WORK TO BE COMPLETED: Your task is to retype every entry exactly, omitting nothing.

(Records from a dataset)
== Segment start ==

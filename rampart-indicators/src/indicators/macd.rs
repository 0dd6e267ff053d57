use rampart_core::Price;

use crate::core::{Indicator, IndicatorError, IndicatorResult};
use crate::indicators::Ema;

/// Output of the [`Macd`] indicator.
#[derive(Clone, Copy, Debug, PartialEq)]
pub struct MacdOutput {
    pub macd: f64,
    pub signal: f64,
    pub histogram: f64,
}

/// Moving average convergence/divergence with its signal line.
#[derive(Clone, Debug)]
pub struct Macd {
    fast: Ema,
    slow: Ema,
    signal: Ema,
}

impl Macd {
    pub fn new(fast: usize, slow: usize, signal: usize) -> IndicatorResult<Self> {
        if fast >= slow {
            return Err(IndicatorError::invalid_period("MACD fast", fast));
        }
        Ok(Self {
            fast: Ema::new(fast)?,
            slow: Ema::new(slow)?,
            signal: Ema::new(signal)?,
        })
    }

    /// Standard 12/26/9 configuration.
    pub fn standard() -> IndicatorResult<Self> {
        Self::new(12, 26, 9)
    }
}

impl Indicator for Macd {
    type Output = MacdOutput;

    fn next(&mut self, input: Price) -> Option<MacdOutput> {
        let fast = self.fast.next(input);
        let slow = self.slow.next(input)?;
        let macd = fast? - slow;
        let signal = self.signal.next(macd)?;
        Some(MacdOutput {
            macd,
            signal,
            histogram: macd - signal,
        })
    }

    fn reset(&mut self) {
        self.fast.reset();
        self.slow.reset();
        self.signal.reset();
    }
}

== Segment end ==

FINISHED EXERCISE:
filename rampart-indicators/src/indicators/macd.rs
repository 0dd6e267ff053d57
use rampart_core::Price;

use crate::core::{Indicator, IndicatorError, IndicatorResult};
use crate::indicators::Ema;

/// Output of the [`Macd`] indicator.
#[derive(Clone, Copy, Debug, PartialEq)]
pub struct MacdOutput {
    pub macd: f64,
    pub signal: f64,
    pub histogram: f64,
}

/// Moving average convergence/divergence with its signal line.
#[derive(Clone, Debug)]
pub struct Macd {
    fast: Ema,
    slow: Ema,
    signal: Ema,
}

impl Macd {
    pub fn new(fast: usize, slow: usize, signal: usize) -> IndicatorResult<Self> {
        if fast >= slow {
            return Err(IndicatorError::invalid_period("MACD fast", fast));
        }
        Ok(Self {
            fast: Ema::new(fast)?,
            slow: Ema::new(slow)?,
            signal: Ema::new(signal)?,
        })
    }

    /// Standard 12/26/9 configuration.
    pub fn standard() -> IndicatorResult<Self> {
        Self::new(12, 26, 9)
    }
}

impl Indicator for Macd {
    type Output = MacdOutput;

    fn next(&mut self, input: Price) -> Option<MacdOutput> {
        let fast = self.fast.next(input);
        let slow = self.slow.next(input)?;
        let macd = fast? - slow;
        let signal = self.signal.next(macd)?;
        Some(MacdOutput {
            macd,
            signal,
            histogram: macd - signal,
        })
    }

    fn reset(&mut self) {
        self.fast.reset();
        self.slow.reset();
        self.signal.reset();
    }
}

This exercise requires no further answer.